Vendor Master Data Hygiene: The Housekeeping That Prevents Fraud, Duplicate Payments, and 1099 Failures
Most construction AP systems' vendor master files are accretion systems — vendors get added over time, rarely deleted, rarely reviewed. After a few years, the master accumulates duplicates (same vendor under different names or spellings), inactive vendors (left over from projects that closed years ago), expired W-9s (vendors whose tax information hasn't been refreshed), stale banking data (ACH routing numbers that may no longer be valid), and general noise that slows the AP team's daily work and creates risk.
Vendor master data hygiene is the systematic process of cleaning up the master. It's not exciting work, but the payoff is real: fewer duplicate payments, fewer fraud vulnerabilities, cleaner year-end 1099 filing, faster invoice matching, and better data for vendor spend analytics. Most AP teams who do this periodically find the first cleanup produces significant results; subsequent cycles are easier and maintain the cleanliness.
The first hygiene pass is deduplication. Duplicate vendor records arise when AP staff create new records for what they don't realize is an existing vendor — subtle spelling variations, different contact addresses, different entity structures (LLC vs Inc.), or just accidental duplication. A vendor master with 8,000 records might easily have 200-500 duplicates across active records.

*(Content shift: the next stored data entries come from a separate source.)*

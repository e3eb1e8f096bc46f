//! Service traits for the Reelcast content pipeline.
//!
//! The pipeline talks to four external services: a text generator, a media
//! generator, a media encoder and a publishing API. Each is a trait here so
//! the pipeline can be driven by mocks in tests.

#![forbid(unsafe_code)]
#![warn(missing_docs)]

mod traits;
mod types;

pub use traits::{MediaEncoder, MediaGenerator, PublishingApi, TextGenerator};
pub use types::{
    EncodeJob, FrameSpec, ImageRequest, ImageRequestBuilder, ImageRequestBuilderError,
    PostMedia, PostReceipt, PostRequest, PostTarget, PresignedUpload, TextRequest,
    TextRequestBuilder, TextRequestBuilderError, TextResponse, VideoProbe, VideoRequest,
    VideoRequestBuilder, VideoRequestBuilderError, VideoStatus,
};
//! HTTP client setup errors.

/// An API client could not be built.
///
/// Request failures are reported by the generation, media and publish
/// errors of the client that made them; this covers the step before, when
/// the underlying `reqwest::Client` is assembled.
#[derive(Debug, Clone, derive_more::Display, derive_more::Error)]
#[display("Could not set up {} client: {} at line {} in {}", api, message, line, file)]
pub struct HttpError {
    /// Which API the client was for
    pub api: &'static str,
    /// Builder failure text
    pub message: String,
    /// Line number where the error occurred
    pub line: u32,
    /// File where the error occurred
    pub file: &'static str,
}

impl HttpError {
    /// Record a client setup failure for `api`.
    ///
    /// # Examples
    ///
    /// ```
    /// use reelcast_error::HttpError;
    ///
    /// let err = HttpError::new("xAI", "invalid TLS backend");
    /// assert!(err.to_string().starts_with("Could not set up xAI client: invalid TLS backend"));
    /// ```
    #[track_caller]
    pub fn new(api: &'static str, message: impl Into<String>) -> Self {
        let location = std::panic::Location::caller();
        Self {
            api,
            message: message.into(),
            line: location.line(),
            file: location.file(),
        }
    }
}
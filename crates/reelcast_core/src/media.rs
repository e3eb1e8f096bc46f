//! Media file kinds stored alongside draft metadata.

use serde::{Deserialize, Serialize};
use std::path::PathBuf;

/// Container format of a draft's media file.
///
/// The kind is detected from the payload's leading bytes, and decides the
/// file name inside the draft directory.
#[derive(Debug, Clone, Copy, PartialEq, Eq, Hash, Serialize, Deserialize)]
#[serde(rename_all = "lowercase")]
pub enum MediaKind {
    /// ISO base media (MP4/MOV) video
    Mp4,
    /// PNG image
    Png,
    /// JPEG image
    Jpeg,
    /// WebP image
    Webp,
}

impl MediaKind {
    /// All kinds, in the order a draft directory is searched.
    pub const ALL: [MediaKind; 4] = [
        MediaKind::Mp4,
        MediaKind::Png,
        MediaKind::Jpeg,
        MediaKind::Webp,
    ];

    /// File name used inside a draft directory.
    pub fn file_name(&self) -> &'static str {
        match self {
            MediaKind::Mp4 => "video.mp4",
            MediaKind::Png => "image.png",
            MediaKind::Jpeg => "image.jpg",
            MediaKind::Webp => "image.webp",
        }
    }

    /// MIME type for HTTP responses and uploads.
    pub fn mime_type(&self) -> &'static str {
        match self {
            MediaKind::Mp4 => "video/mp4",
            MediaKind::Png => "image/png",
            MediaKind::Jpeg => "image/jpeg",
            MediaKind::Webp => "image/webp",
        }
    }

    /// Whether this is a video container.
    pub fn is_video(&self) -> bool {
        matches!(self, MediaKind::Mp4)
    }

    /// Detect the kind from the first bytes of a payload.
    ///
    /// # Examples
    ///
    /// ```
    /// use reelcast_core::MediaKind;
    ///
    /// let png = [0x89, b'P', b'N', b'G', 0x0D, 0x0A, 0x1A, 0x0A, 0, 0];
    /// assert_eq!(MediaKind::sniff(&png), Some(MediaKind::Png));
    /// assert_eq!(MediaKind::sniff(b"<html>oops</html>"), None);
    /// ```
    pub fn sniff(data: &[u8]) -> Option<MediaKind> {
        if data.len() >= 12 && &data[4..8] == b"ftyp" {
            return Some(MediaKind::Mp4);
        }
        if data.starts_with(&[0x89, b'P', b'N', b'G', 0x0D, 0x0A, 0x1A, 0x0A]) {
            return Some(MediaKind::Png);
        }
        if data.starts_with(&[0xFF, 0xD8, 0xFF]) {
            return Some(MediaKind::Jpeg);
        }
        if data.len() >= 12 && &data[0..4] == b"RIFF" && &data[8..12] == b"WEBP" {
            return Some(MediaKind::Webp);
        }
        None
    }

    /// Find the kind whose file name matches `name`.
    pub fn from_file_name(name: &str) -> Option<MediaKind> {
        Self::ALL.into_iter().find(|kind| kind.file_name() == name)
    }
}

/// A media file belonging to a draft.
#[derive(Debug, Clone, PartialEq, Eq, Serialize, Deserialize)]
pub struct MediaFile {
    /// Container format
    pub kind: MediaKind,
    /// Absolute or store-relative path
    pub path: PathBuf,
    /// Size in bytes
    pub size_bytes: u64,
}
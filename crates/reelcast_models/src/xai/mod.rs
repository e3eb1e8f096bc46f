//! xAI chat completions.

mod client;
mod dto;

pub use client::XaiClient;
pub use dto::{ChatCompletionRequest, ChatCompletionResponse, Choice, ChoiceMessage, Message};
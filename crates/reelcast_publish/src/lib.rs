//! Publishing for Reelcast.
//!
//! [`LateClient`] implements [`reelcast_interface::PublishingApi`] over the
//! Late presign, upload and posts endpoints. [`Publisher`] checks that a draft
//! may be published, uploads its media and marks it `published`.

#![forbid(unsafe_code)]
#![warn(missing_docs)]

mod late;
mod publisher;

pub use late::LateClient;
pub use publisher::{PublishReceipt, Publisher};
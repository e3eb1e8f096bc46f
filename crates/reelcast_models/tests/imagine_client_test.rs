use reelcast_config::{HttpConfig, ImagineConfig};
use reelcast_error::{MediaErrorKind, ReelcastErrorKind};
use reelcast_interface::{ImageRequestBuilder, MediaGenerator, VideoRequestBuilder, VideoStatus};
use reelcast_models::ImagineClient;
use serde_json::json;
use wiremock::matchers::{body_partial_json, method, path};
use wiremock::{Mock, MockServer, ResponseTemplate};

fn client(server: &MockServer) -> ImagineClient {
    let config = ImagineConfig {
        base_url: server.uri(),
        ..ImagineConfig::default()
    };
    ImagineClient::new("key", config, HttpConfig::default()).unwrap()
}

fn media_kind(err: &reelcast_error::ReelcastError) -> MediaErrorKind {
    match err.kind() {
        ReelcastErrorKind::Media(e) => e.kind.clone(),
        other => panic!("unexpected error: {other}"),
    }
}

#[tokio::test]
async fn submit_sends_vertical_video_request() {
    let server = MockServer::start().await;
    Mock::given(method("POST"))
        .and(path("/videos/generations"))
        .and(body_partial_json(json!({
            "model": "grok-imagine-video",
            "duration": 10,
            "aspect_ratio": "9:16",
            "resolution": "720p"
        })))
        .respond_with(ResponseTemplate::new(200).set_body_json(json!({"request_id": "req-1"})))
        .mount(&server)
        .await;

    let req = VideoRequestBuilder::default().prompt("scene").build().unwrap();
    assert_eq!(client(&server).submit_video(&req).await.unwrap(), "req-1");
}

#[tokio::test]
async fn submit_without_request_id_fails() {
    let server = MockServer::start().await;
    Mock::given(method("POST"))
        .respond_with(ResponseTemplate::new(200).set_body_json(json!({})))
        .mount(&server)
        .await;

    let req = VideoRequestBuilder::default().prompt("scene").build().unwrap();
    let err = client(&server).submit_video(&req).await.unwrap_err();
    assert!(matches!(media_kind(&err), MediaErrorKind::MissingRequestId(_)));
}

#[tokio::test]
async fn poll_maps_statuses() {
    let server = MockServer::start().await;
    Mock::given(method("GET"))
        .and(path("/videos/pending"))
        .respond_with(ResponseTemplate::new(200).set_body_json(json!({"status": "pending"})))
        .mount(&server)
        .await;
    Mock::given(method("GET"))
        .and(path("/videos/done"))
        .respond_with(ResponseTemplate::new(200).set_body_json(json!({
            "status": "done",
            "video": {"url": "https://cdn/v.mp4", "respect_moderation": true}
        })))
        .mount(&server)
        .await;
    Mock::given(method("GET"))
        .and(path("/videos/old"))
        .respond_with(ResponseTemplate::new(200).set_body_json(json!({"status": "expired"})))
        .mount(&server)
        .await;
    Mock::given(method("GET"))
        .and(path("/videos/broken"))
        .respond_with(ResponseTemplate::new(200).set_body_json(json!({
            "status": "failed",
            "error": {"message": "render crashed"}
        })))
        .mount(&server)
        .await;
    Mock::given(method("GET"))
        .and(path("/videos/stopped"))
        .respond_with(ResponseTemplate::new(200).set_body_json(json!({"status": "Cancelled"})))
        .mount(&server)
        .await;
    Mock::given(method("GET"))
        .and(path("/videos/queued"))
        .respond_with(ResponseTemplate::new(200).set_body_json(json!({"status": "queued"})))
        .mount(&server)
        .await;

    let client = client(&server);
    assert_eq!(client.poll_video("pending").await.unwrap(), VideoStatus::Pending);
    assert_eq!(
        client.poll_video("done").await.unwrap(),
        VideoStatus::Done {
            url: "https://cdn/v.mp4".to_string()
        }
    );
    assert_eq!(client.poll_video("old").await.unwrap(), VideoStatus::Expired);
    assert_eq!(
        client.poll_video("broken").await.unwrap(),
        VideoStatus::Failed {
            reason: "failed: render crashed".to_string()
        }
    );
    assert_eq!(
        client.poll_video("stopped").await.unwrap(),
        VideoStatus::Failed {
            reason: "cancelled".to_string()
        }
    );
    assert_eq!(client.poll_video("queued").await.unwrap(), VideoStatus::Pending);
}

#[tokio::test]
async fn moderated_video_is_an_error() {
    let server = MockServer::start().await;
    Mock::given(method("GET"))
        .respond_with(ResponseTemplate::new(200).set_body_json(json!({
            "status": "done",
            "video": {"url": "https://cdn/v.mp4", "respect_moderation": false}
        })))
        .mount(&server)
        .await;

    let err = client(&server).poll_video("r").await.unwrap_err();
    assert!(matches!(media_kind(&err), MediaErrorKind::Moderated(_)));
}

#[tokio::test]
async fn image_url_is_read_from_data_or_top_level() {
    let server = MockServer::start().await;
    Mock::given(method("POST"))
        .and(path("/images/generations"))
        .and(body_partial_json(json!({"prompt": "a"})))
        .respond_with(
            ResponseTemplate::new(200).set_body_json(json!({"data": [{"url": "https://cdn/a.png"}]})),
        )
        .mount(&server)
        .await;
    Mock::given(method("POST"))
        .and(path("/images/generations"))
        .and(body_partial_json(json!({"prompt": "b"})))
        .respond_with(ResponseTemplate::new(200).set_body_json(json!({"url": "https://cdn/b.png"})))
        .mount(&server)
        .await;

    let client = client(&server);
    let a = ImageRequestBuilder::default().prompt("a").build().unwrap();
    let b = ImageRequestBuilder::default().prompt("b").build().unwrap();
    assert_eq!(client.generate_image(&a).await.unwrap(), "https://cdn/a.png");
    assert_eq!(client.generate_image(&b).await.unwrap(), "https://cdn/b.png");
}

#[tokio::test]
async fn empty_download_is_an_error() {
    let server = MockServer::start().await;
    Mock::given(method("GET"))
        .and(path("/files/empty.mp4"))
        .respond_with(ResponseTemplate::new(200))
        .mount(&server)
        .await;
    Mock::given(method("GET"))
        .and(path("/files/gone.mp4"))
        .respond_with(ResponseTemplate::new(404))
        .mount(&server)
        .await;

    let client = client(&server);
    let err = client
        .download(&format!("{}/files/empty.mp4", server.uri()))
        .await
        .unwrap_err();
    assert!(matches!(media_kind(&err), MediaErrorKind::EmptyPayload(_)));

    let err = client
        .download(&format!("{}/files/gone.mp4", server.uri()))
        .await
        .unwrap_err();
    assert!(matches!(
        media_kind(&err),
        MediaErrorKind::Api { status_code: 404, .. }
    ));
}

The authoritative key for deduplication is the tax identification number (EIN for businesses, SSN for sole proprietors). Two vendor records with the same TIN are the same vendor. After TIN matching, review name similarity (fuzzy string matching catches obvious variations) and address matching (same address suggests same operation) to find duplicates that TIN data doesn't catch (for example, vendors whose TIN is missing on one record).
Deduplication workflow
- Export active vendor list with TIN, name, address, banking
- Group by TIN — any group of 2+ records with the same TIN are candidates for merge
- Fuzzy name matching across different TINs — some may be legitimate different entities, some may be mis-captured
- Review each candidate pair — decide merge (same vendor, combine records) or keep separate (genuinely different entities)
- Merge duplicate records — point all transactions, payments, W-9s to the surviving record; deactivate the duplicates
- Document the merge decisions in an audit trail
Every active vendor's TIN should match what the IRS has on file. TIN mismatches trigger B-notices at year-end 1099 filing, which requires backup withholding and reissue of 1099s. Proactive TIN matching — before invoice processing — prevents this.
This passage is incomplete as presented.